What a relief to remove all that ambiguity! Knowing what your partner
likes and dislikes is important information. Taking the time to gather
this type of knowledge builds the foundation of your relationship, allowing
you and your partner to rise in love together. The physical closeness
of touching connects two individuals in a unique way. It provides emotional
warmth and reassures you both that your feelings for one another have
not changed. The practice of touching one another daily reinforces and
strengthens your relationship. It is the conduit between two individuals
that allows them to connect as one.
Pondering the art
of touching brings me back to an experience I had. I was spending American
Thanksgiving one year with my friend Issa from Florida. Her whole family
-- which counted four generations -- was there for this celebration.
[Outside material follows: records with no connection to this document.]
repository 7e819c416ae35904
use std::fs;
use std::io::{self, Write};
use std::path::{Path, PathBuf};
use std::sync::Mutex;

use tempfile::NamedTempFile;
use thiserror::Error;

#[derive(Debug, Error)]
pub enum PersistError {
    #[error("state directory missing or not writable: {0}")]
    StateDir(String),
    #[error("io error: {0}")]
    Io(#[from] io::Error),
}

/// One opaque blob under one fixed key.
pub trait BlobStore: Send + Sync {
    /// `None` when nothing has been saved yet.
    fn load(&self) -> Result<Option<String>, PersistError>;
    fn save(&self, blob: &str) -> Result<(), PersistError>;
}

/// Ensure the state directory exists; create if missing.
pub fn ensure_state_dir(dir: &Path) -> Result<(), PersistError> {
    if dir.exists() {
        let meta = fs::metadata(dir).map_err(|e| PersistError::StateDir(e.to_string()))?;
        if !meta.is_dir() {
            return Err(PersistError::StateDir("path is not a directory".into()));
        }
    } else {
        fs::create_dir_all(dir).map_err(|e| PersistError::StateDir(e.to_string()))?;
    }
    Ok(())
}

/// Stores the blob as `{dir}/{key}`, replacing it atomically on every save.
#[derive(Debug, Clone)]
pub struct FileBlobStore {
    dir: PathBuf,
    key: String,
}

impl FileBlobStore {
    pub fn new(dir: impl Into<PathBuf>, key: impl Into<String>) -> Self {
        Self {
            dir: dir.into(),
            key: key.into(),
        }
    }

    pub fn path(&self) -> PathBuf {
        self.dir.join(&self.key)
    }
}

impl BlobStore for FileBlobStore {
    fn load(&self) -> Result<Option<String>, PersistError> {
        match fs::read_to_string(self.path()) {
            Ok(text) => Ok(Some(text)),
            Err(err) if err.kind() == io::ErrorKind::NotFound => Ok(None),
            Err(err) => Err(err.into()),
        }
    }

    fn save(&self, blob: &str) -> Result<(), PersistError> {
        ensure_state_dir(&self.dir)?;

        let mut tmp = NamedTempFile::new_in(&self.dir)?;
        tmp.write_all(blob.as_bytes())?;
        tmp.flush()?;
        tmp.as_file_mut().sync_all()?;
        tmp.persist(self.path()).map_err(|e| PersistError::Io(e.error))?;
        Ok(())
    }
}

/// In-process store for tests and dry runs.
#[derive(Debug, Default)]
pub struct MemoryBlobStore {
    blob: Mutex<Option<String>>,
}

impl MemoryBlobStore {
    pub fn new() -> Self {
        Self::default()
    }

    pub fn with_blob(blob: impl Into<String>) -> Self {
        Self {
            blob: Mutex::new(Some(blob.into())),
        }
    }
}

impl BlobStore for MemoryBlobStore {
    fn load(&self) -> Result<Option<String>, PersistError> {
        Ok(self
            .blob
            .lock()
            .map_err(|_| PersistError::StateDir("memory store poisoned".into()))?
            .clone())
    }

    fn save(&self, blob: &str) -> Result<(), PersistError> {
        *self
            .blob
            .lock()
            .map_err(|_| PersistError::StateDir("memory store poisoned".into()))? = Some(blob.to_string());
        Ok(())
    }
}
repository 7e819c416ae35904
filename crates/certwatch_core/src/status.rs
use std::fmt;
use std::str::FromStr;

use chrono::{DateTime, Utc};

/// Certificate lifecycle category of a monitored site.
///
/// The 1–7 day tier is `ExpiresSoon` and the 8–30 day tier is
/// `ExpiresSoonWarning`. The names are kept as the persisted and wire names
/// have always been; use [`CertStatus::severity`] for ordering.
#[derive(Debug, Clone, Copy, PartialEq, Eq, Hash)]
pub enum CertStatus {
    Valid,
    ExpiresSoonWarning,
    ExpiresSoon,
    Expired,
    /// Placeholder before the first check, and the result of a failed check.
    Error,
}

impl CertStatus {
    pub const ALL: [CertStatus; 5] = [
        CertStatus::Valid,
        CertStatus::ExpiresSoonWarning,
        CertStatus::ExpiresSoon,
        CertStatus::Expired,
        CertStatus::Error,
    ];

    pub fn as_str(self) -> &'static str {
        match self {
            CertStatus::Valid => "valid",
            CertStatus::ExpiresSoonWarning => "expires-soon-warning",
            CertStatus::ExpiresSoon => "expires-soon",
            CertStatus::Expired => "expired",
            CertStatus::Error => "error",
        }
    }

    /// Human label used in the status statistics line.
    pub fn label(self) -> &'static str {
        match self {
            CertStatus::Valid => "valid",
            CertStatus::ExpiresSoonWarning => "expiring this month",
            CertStatus::ExpiresSoon => "expiring soon",
            CertStatus::Expired => "expired",
            CertStatus::Error => "with errors",
        }
    }

    /// Rank among the classified tiers: higher is more urgent.
    /// `Error` is outside the expiry scale and ranks lowest.
    pub fn severity(self) -> u8 {
        match self {
            CertStatus::Error => 0,
            CertStatus::Valid => 1,
            CertStatus::ExpiresSoonWarning => 2,
            CertStatus::ExpiresSoon => 3,
            CertStatus::Expired => 4,
        }
    }
}

impl fmt::Display for CertStatus {
    fn fmt(&self, f: &mut fmt::Formatter<'_>) -> fmt::Result {
        f.write_str(self.as_str())
    }
}

#[derive(Debug, Clone, PartialEq, Eq)]
pub struct UnknownStatus(pub String);

impl fmt::Display for UnknownStatus {
    fn fmt(&self, f: &mut fmt::Formatter<'_>) -> fmt::Result {
        write!(f, "unknown certificate status '{}'", self.0)
    }
}

impl std::error::Error for UnknownStatus {}

impl FromStr for CertStatus {
    type Err = UnknownStatus;

    fn from_str(s: &str) -> Result<Self, Self::Err> {
        CertStatus::ALL
            .into_iter()
            .find(|status| status.as_str() == s)
            .ok_or_else(|| UnknownStatus(s.to_string()))
    }
}

/// Maps signed days-until-expiry onto the four expiry tiers.
///
/// Thresholds: `<= 0` expired, `1..=7` expires-soon, `8..=30`
/// expires-soon-warning, `> 30` valid. Never yields [`CertStatus::Error`].
pub fn classify_days_remaining(days: i64) -> CertStatus {
    match days {
        i64::MIN..=0 => CertStatus::Expired,
        1..=7 => CertStatus::ExpiresSoon,
        8..=30 => CertStatus::ExpiresSoonWarning,
        _ => CertStatus::Valid,
    }
}

/// Whole days from `now` until `expiry`, truncated toward zero.
pub fn days_remaining(expiry: DateTime<Utc>, now: DateTime<Utc>) -> i64 {
    (expiry - now).num_days()
}

/// Display-only remaining validity, recomputed at render time.
#[derive(Debug, Clone, Copy, PartialEq, Eq)]
pub enum TimeRemaining {
    Days(i64),
    Hours(i64),
    Expired,
}

pub fn time_remaining(expiry: DateTime<Utc>, now: DateTime<Utc>) -> TimeRemaining {
    let left = expiry - now;
    let days = left.num_days();
    if days >= 1 {
        return TimeRemaining::Days(days);
    }
    let hours = left.num_hours();
    if hours >= 1 {
        TimeRemaining::Hours(hours)
    } else {
        TimeRemaining::Expired
    }
}

impl fmt::Display for TimeRemaining {
    fn fmt(&self, f: &mut fmt::Formatter<'_>) -> fmt::Result {
        match *self {
            TimeRemaining::Days(n) => write!(f, "{n} day{} remaining", plural(n)),
            TimeRemaining::Hours(n) => write!(f, "{n} hour{} remaining", plural(n)),
            TimeRemaining::Expired => f.write_str("Expired"),
        }
    }
}

fn plural(n: i64) -> &'static str {
    if n == 1 {
        ""
    } else {
        "s"
    }
}
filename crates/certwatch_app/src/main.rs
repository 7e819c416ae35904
mod platform;

fn main() -> anyhow::Result<()> {
    platform::run_app()
}
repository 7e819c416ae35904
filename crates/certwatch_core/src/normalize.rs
const HTTPS: &str = "https://";
const HTTP: &str = "http://";

/// Canonical form of a user-entered site address.
///
/// Trims, lower-cases, prepends `https://` unless an http(s) scheme is
/// already present, and strips every trailing `/`. Purely lexical: malformed
/// input passes through and is left for the checker to reject.
pub fn normalize_url(raw: &str) -> String {
    let lowered = raw.trim().to_lowercase();
    let (scheme, rest) = if let Some(rest) = lowered.strip_prefix(HTTPS) {
        (HTTPS, rest)
    } else if let Some(rest) = lowered.strip_prefix(HTTP) {
        (HTTP, rest)
    } else {
        (HTTPS, lowered.as_str())
    };
    // Whitespace is stripped together with the slashes so that "a.com /"
    // does not leave a trailing blank behind for the next pass to trim.
    let rest = rest.trim_end_matches(|c: char| c == '/' || c.is_whitespace());
    format!("{scheme}{rest}")
}

/// Host part of a URL for display, or the input unchanged if it does not parse.
pub fn host_of(url: &str) -> String {
    url::Url::parse(url)
        .ok()
        .and_then(|parsed| parsed.host_str().map(ToOwned::to_owned))
        .unwrap_or_else(|| url.to_string())
}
The aroma of food was not the only thing that permeated the air: As
this family reunited for this special day of thanks, the love that the
family members had for one another filled the space. Once dinner was
concluded, I walked from the backyard, where dinner was held, into the
house. There, I discovered the first generation of this family, Issa's
grandfather and grandmother, sitting quietly together on the couch,
holding hands, and watching their family through the sliding glass doors.
It was such a beautiful sight to see this elderly couple in there 90's
still so much in love with one another. Clearly, the love that filled
the air that day was a result of this couple's love for each other.
It's amazing that
after 70 years of being together, this couple still openly demonstrates
their love and affection in front of others. I feel that we need to
set aside our fears about showing affection in public. There's nothing
wrong with holding hands as you walk together or giving your partner
a kiss in a restaurant. Physical closeness, touching in public, reinforces
your oneness. It's a statement that tells your partner that you are
proud to be with him or her. After the euphoric stage has passed and
you have entered a more mature phase of the relationship, it shows your
partner that your feelings of love are still present. It tells the world
that you are a couple in a secure, loving relationship.
Many people are
afraid of their need for physical closeness. They fear their need to
be touched, and try to deny it. Many people think that, other than with
a lover, to demonstrate or receive physical affection is a sign of weakness.
I hate genderizing, but men, put aside your machismo: you're human,
like the women in this world. You need to be touched and have the ability
to demonstrate physical closeness with your family and friends. By recognizing
the importance of touch, we are giving ourselves something healthy that
we require, and strengthening the relationships we have with family
and friends. Practicing the art of touching prepares us, so that when
we have an intimate, loving relationship, we recognize the importance
of demonstrating physical closeness and emotional warmth with our partner.